La corta, sugerente y poderosa escena es sólo el prólogo de la película, adaptación muy libre de Antígona de Sófocles. Como la del mismo clásico que Brecht escribió (de la traducción de Hölderlin), situándola en Alemania, al final de la Segunda Guerra, Liliana Cavani opta por una estructura de varias cabezas, en lugar de una sola trama con un principio y un fin, y habla de una sociedad que acepta la orden de que a algunos de sus hombres no se les dé humana sepultura.

La acción de Los caníbales está situada en Milán, en los 60. Al costado del paso del tranvía hay cadáveres en el asfalto. A la entrada y adentro de los carros del tren urbano —el Metro—, hay cadáveres. En la puerta de los edificios, enfrente de un café, en las banquetas y los parques, hay cadáveres.

En la ciudad cuelgan enormes afiches en varios idiomas con una orden: “Muerte a cualquiera que toque los cuerpos de los rebeldes”. Es la ley del odio, y la instauración de la indiferencia.

La ciudad que acepta la indiferencia como norma de conducta se entierra en vida. Indiferencia ante un mandato arbitrario, indiferencia ante una ley que pena con la muerte a los rebeldes, a los que disienten.

La indiferencia no es cosa de película. Ahora 40 medios de difusión estatales en Irán han conjuntado esfuerzos para ofrecer un premio por la cabeza de Salman Rushdie, sumándolo al monto original de la fatwa de 1989. Un premio de 600 mil dólares por matar a un hombre es ofrecido por los medios de difusión, ¿dónde pintar los signos de admiración, en cuál muro? ¡¡¡¡¡!!!! ¡Los medios de difusión!

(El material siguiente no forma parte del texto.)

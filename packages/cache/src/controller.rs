//! The refresh state machine.
//!
//! A stream is either `Cached` (serving the persisted snapshot) or
//! `Refreshing` (fetching a new one). [`RecencyController::decide`] is the
//! `Cached -> Refreshing` transition; [`RecencyController::commit`] is the
//! `Refreshing -> Cached` one and is the only place a new [`CacheState`]
//! is minted. Both are pure.

use std::fmt;

use chrono::NaiveDate;
use serde::{Deserialize, Serialize};
use strum_macros::{AsRefStr, Display, EnumString};

use crate::{CacheState, SCHEMA_VERSION, StaleDataWarning};

/// When a stream may be refreshed.
#[derive(
    Debug,
    Clone,
    Copy,
    PartialEq,
    Eq,
    Hash,
    Default,
    Serialize,
    Deserialize,
    Display,
    EnumString,
    AsRefStr,
)]
#[serde(rename_all = "kebab-case")]
#[strum(serialize_all = "kebab-case")]
pub enum RefreshPolicy {
    /// Serve the cache whenever one exists; only a cold start fetches.
    CacheOnly,
    /// Refresh when upstream offers data newer than the cache.
    #[default]
    IfNewer,
    /// Refresh even when upstream has nothing newer, as long as it does
    /// not go backwards.
    Force,
}

/// Why a refresh was started.
#[derive(Debug, Clone, Copy, PartialEq, Eq)]
pub enum RefreshReason {
    /// Nothing was cached.
    ColdStart,
    /// Upstream advanced past the cached date.
    Advanced {
        /// Cached date.
        from: NaiveDate,
        /// Upstream cap.
        to: NaiveDate,
    },
    /// Forced by policy.
    Forced,
    /// The state file survived but its snapshot did not.
    Recovery,
}

impl fmt::Display for RefreshReason {
    fn fmt(&self, f: &mut fmt::Formatter<'_>) -> fmt::Result {
        match self {
            Self::ColdStart => f.write_str("cold start"),
            Self::Advanced { from, to } => write!(f, "advanced {from} -> {to}"),
            Self::Forced => f.write_str("forced"),
            Self::Recovery => f.write_str("snapshot lost"),
        }
    }
}

/// Outcome of [`RecencyController::decide`].
#[derive(Debug, Clone, PartialEq, Eq)]
pub enum Decision {
    /// Stay `Cached` without consulting upstream.
    UseCached,
    /// Stay `Cached`; upstream has nothing newer (or went backwards).
    Stale(StaleDataWarning),
    /// Move to `Refreshing`.
    Refresh(RefreshReason),
}

/// Decides and commits refreshes for one named stream.
#[derive(Debug, Clone, PartialEq, Eq)]
pub struct RecencyController {
    stream: String,
    policy: RefreshPolicy,
}

impl RecencyController {
    /// Creates a controller for `stream`.
    #[must_use]
    pub fn new(stream: impl Into<String>, policy: RefreshPolicy) -> Self {
        Self {
            stream: stream.into(),
            policy,
        }
    }

    /// Stream name, used in logs and errors.
    #[must_use]
    pub fn stream(&self) -> &str {
        &self.stream
    }

    /// The policy in effect.
    #[must_use]
    pub const fn policy(&self) -> RefreshPolicy {
        self.policy
    }

    /// Whether upstream's recency cap is needed to decide.
    #[must_use]
    pub const fn needs_probe(&self, state: Option<&CacheState>) -> bool {
        state.is_none() || !matches!(self.policy, RefreshPolicy::CacheOnly)
    }

    /// The `Cached -> Refreshing` transition.
    ///
    /// `cap` is upstream's most recent available date; `None` means it
    /// wasn't probed (only valid when [`Self::needs_probe`] is false).
    #[must_use]
    pub fn decide(&self, state: Option<&CacheState>, cap: Option<NaiveDate>) -> Decision {
        let Some(state) = state else {
            return Decision::Refresh(RefreshReason::ColdStart);
        };
        let Some(cap) = cap else {
            return Decision::UseCached;
        };

        match self.policy {
            RefreshPolicy::CacheOnly => Decision::UseCached,
            RefreshPolicy::IfNewer if cap > state.data_as_of => {
                Decision::Refresh(RefreshReason::Advanced {
                    from: state.data_as_of,
                    to: cap,
                })
            }
            RefreshPolicy::Force if cap >= state.data_as_of => {
                Decision::Refresh(RefreshReason::Forced)
            }
            RefreshPolicy::IfNewer | RefreshPolicy::Force => Decision::Stale(self.stale(state, cap)),
        }
    }

    /// The `Refreshing -> Cached` transition.
    ///
    /// Mints the next state for a fetched snapshot covering
    /// `fetched_as_of`, fetched on `fetch_date`.
    ///
    /// # Errors
    ///
    /// Returns [`StaleDataWarning`] if accepting the snapshot would move
    /// `data_as_of` backwards, or (unless forced) would not advance it.
    pub fn commit(
        &self,
        state: Option<&CacheState>,
        fetched_as_of: NaiveDate,
        fetch_date: NaiveDate,
    ) -> Result<CacheState, StaleDataWarning> {
        let generation = match state {
            None => 1,
            Some(state) => {
                let accepted = match self.policy {
                    RefreshPolicy::Force => fetched_as_of >= state.data_as_of,
                    RefreshPolicy::IfNewer | RefreshPolicy::CacheOnly => {
                        fetched_as_of > state.data_as_of
                    }
                };
                if !accepted {
                    return Err(self.stale(state, fetched_as_of));
                }
                state.generation + 1
            }
        };

        Ok(CacheState {
            schema_version: SCHEMA_VERSION,
            generation,
            data_as_of: fetched_as_of,
            last_fetch_date: fetch_date,
        })
    }

    /// The transition for a stream whose state file is intact but whose
    /// snapshot is missing or unusable. `floor` still bounds `data_as_of`
    /// from below; any policy refreshes as long as `cap` does not go
    /// behind it.
    #[must_use]
    pub fn decide_recovery(&self, floor: &CacheState, cap: NaiveDate) -> Decision {
        if cap >= floor.data_as_of {
            Decision::Refresh(RefreshReason::Recovery)
        } else {
            Decision::Stale(self.stale(floor, cap))
        }
    }

    /// Mints the state replacing a lost snapshot. The generation continues
    /// from `floor`.
    ///
    /// # Errors
    ///
    /// Returns [`StaleDataWarning`] if `fetched_as_of` is older than
    /// `floor`.
    pub fn recover(
        &self,
        floor: &CacheState,
        fetched_as_of: NaiveDate,
        fetch_date: NaiveDate,
    ) -> Result<CacheState, StaleDataWarning> {
        if fetched_as_of < floor.data_as_of {
            return Err(self.stale(floor, fetched_as_of));
        }
        Ok(CacheState {
            schema_version: SCHEMA_VERSION,
            generation: floor.generation + 1,
            data_as_of: fetched_as_of,
            last_fetch_date: fetch_date,
        })
    }

    fn stale(&self, state: &CacheState, upstream_cap: NaiveDate) -> StaleDataWarning {
        StaleDataWarning {
            stream: self.stream.clone(),
            data_as_of: state.data_as_of,
            upstream_cap,
        }
    }
}

#[cfg(test)]
mod tests {
    use super::*;

    fn d(s: &str) -> NaiveDate {
        s.parse().unwrap()
    }

    fn cached(as_of: &str) -> CacheState {
        CacheState {
            schema_version: SCHEMA_VERSION,
            generation: 5,
            data_as_of: d(as_of),
            last_fetch_date: d(as_of),
        }
    }

    #[test]
    fn cold_start_always_refreshes() {
        for policy in [RefreshPolicy::CacheOnly, RefreshPolicy::IfNewer, RefreshPolicy::Force] {
            let c = RecencyController::new("events", policy);
            assert!(c.needs_probe(None));
            assert_eq!(
                c.decide(None, Some(d("2025-01-01"))),
                Decision::Refresh(RefreshReason::ColdStart)
            );
        }
    }

    #[test]
    fn if_newer_refreshes_only_on_advance() {
        let c = RecencyController::new("events", RefreshPolicy::IfNewer);
        let state = cached("2025-03-01");
        assert_eq!(
            c.decide(Some(&state), Some(d("2025-03-05"))),
            Decision::Refresh(RefreshReason::Advanced {
                from: d("2025-03-01"),
                to: d("2025-03-05")
            })
        );
        assert!(matches!(
            c.decide(Some(&state), Some(d("2025-03-01"))),
            Decision::Stale(_)
        ));
        assert!(matches!(
            c.decide(Some(&state), Some(d("2025-02-01"))),
            Decision::Stale(_)
        ));
    }

    #[test]
    fn force_refetches_same_date_but_never_regresses() {
        let c = RecencyController::new("events", RefreshPolicy::Force);
        let state = cached("2025-03-01");
        assert_eq!(
            c.decide(Some(&state), Some(d("2025-03-01"))),
            Decision::Refresh(RefreshReason::Forced)
        );
        assert!(matches!(
            c.decide(Some(&state), Some(d("2025-02-28"))),
            Decision::Stale(_)
        ));

        let next = c.commit(Some(&state), d("2025-03-01"), d("2025-03-09")).unwrap();
        assert_eq!(next.generation, 6);
        assert_eq!(next.data_as_of, d("2025-03-01"));
        assert_eq!(next.last_fetch_date, d("2025-03-09"));
        assert!(c.commit(Some(&state), d("2025-02-28"), d("2025-03-09")).is_err());
    }

    #[test]
    fn cache_only_skips_probe_when_cached() {
        let c = RecencyController::new("events", RefreshPolicy::CacheOnly);
        let state = cached("2025-03-01");
        assert!(!c.needs_probe(Some(&state)));
        assert_eq!(c.decide(Some(&state), None), Decision::UseCached);
    }

    #[test]
    fn commit_is_monotonic() {
        let c = RecencyController::new("events", RefreshPolicy::IfNewer);
        let mut state = c.commit(None, d("2025-01-10"), d("2025-01-11")).unwrap();
        assert_eq!(state.generation, 1);

        for (as_of, accepted) in [
            ("2025-01-20", true),
            ("2025-01-20", false),
            ("2025-01-15", false),
            ("2025-02-01", true),
        ] {
            match c.commit(Some(&state), d(as_of), d("2025-02-02")) {
                Ok(next) => {
                    assert!(accepted, "{as_of} should have been rejected");
                    assert!(next.data_as_of > state.data_as_of);
                    assert_eq!(next.generation, state.generation + 1);
                    state = next;
                }
                Err(warning) => {
                    assert!(!accepted, "{as_of} should have been accepted");
                    assert_eq!(warning.data_as_of, state.data_as_of);
                }
            }
        }
        assert_eq!(state.data_as_of, d("2025-02-01"));
        assert_eq!(state.generation, 3);
    }

    #[test]
    fn recovery_keeps_the_floor() {
        let floor = cached("2025-03-01");
        for policy in [RefreshPolicy::CacheOnly, RefreshPolicy::IfNewer, RefreshPolicy::Force] {
            let c = RecencyController::new("events", policy);
            assert_eq!(
                c.decide_recovery(&floor, d("2025-03-01")),
                Decision::Refresh(RefreshReason::Recovery)
            );
            assert!(matches!(
                c.decide_recovery(&floor, d("2025-02-01")),
                Decision::Stale(_)
            ));

            let next = c.recover(&floor, d("2025-03-01"), d("2025-03-09")).unwrap();
            assert_eq!(next.generation, 6);
            assert_eq!(next.data_as_of, d("2025-03-01"));
            let warning = c.recover(&floor, d("2025-02-01"), d("2025-03-09")).unwrap_err();
            assert_eq!(warning.data_as_of, d("2025-03-01"));
        }
    }

    #[test]
    fn policy_parses_from_kebab_case() {
        assert_eq!("if-newer".parse::<RefreshPolicy>().unwrap(), RefreshPolicy::IfNewer);
        assert_eq!("cache-only".parse::<RefreshPolicy>().unwrap(), RefreshPolicy::CacheOnly);
        assert_eq!(RefreshPolicy::Force.to_string(), "force");
    }
}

Los medios de propaganda...

Los piratas de la libre expresión, los “guardianes”, suben el monto del botín, convirtiéndose en la caricatura de lo que ellos debieran ser: ¿Puede tener precio monetario la vida de un hombre? ¿Hay algo menos sagrado que hacerlo?

Absurdo y mortal: En la primera ronda de la fatwa, el traductor de la novela al japonés, Hitoshi Igarashi, fue apuñalado afuera de su oficina en Tsukuba; el traductor italiano Ettore Capriolo sobrevivió a un ataque similar en su apartamento en Milán; el editor al noruego fue acribillado en Oslo. No hablemos de todos los actos “sagrados” que han asesinado a tantos miles a lo largo y ancho de la tierra.

No cabe la indiferencia. En 2009, Christopher Hitchens alertó de un compañero no invitado escondido en el ambiente académico, cultural, editorial y de los medios de difusión que no habla nunca, a quien mueve el miedo. Un personaje influyente que guarda silencio, actúa como un autocensor, retirando del público lo que pueda ofender a “los guardianes”.

El miedo: El móvil atrás de la indiferencia. Indiferencia que entonces nos hace caminar entre cadáveres, como si no existieran. Pasar sin ver a Anabel Flores, la periodista caída. Doscientos mil personas (a cifras de hoy), caídas en la última década de México. Número no determinado de desaparecidos en este mismo periodo de tiempo, en este mismo lugar. Exigimos el conteo, saber sus nombres, sus apellidos porque si no vivimos caminando entre sus cuerpos expuestos.

No mezclo la chicha con la limonada. Hablo en contra de la indiferencia, porque de aceptarla nos convertimos en Los caníbales de Liliana Cavani.

Seamos la indignación, seamos la defensa, seamos todos habitantes de una ciudad donde no reine la ley del odio, donde no gobierne la ley de la muerte, donde no se instaure la indiferencia.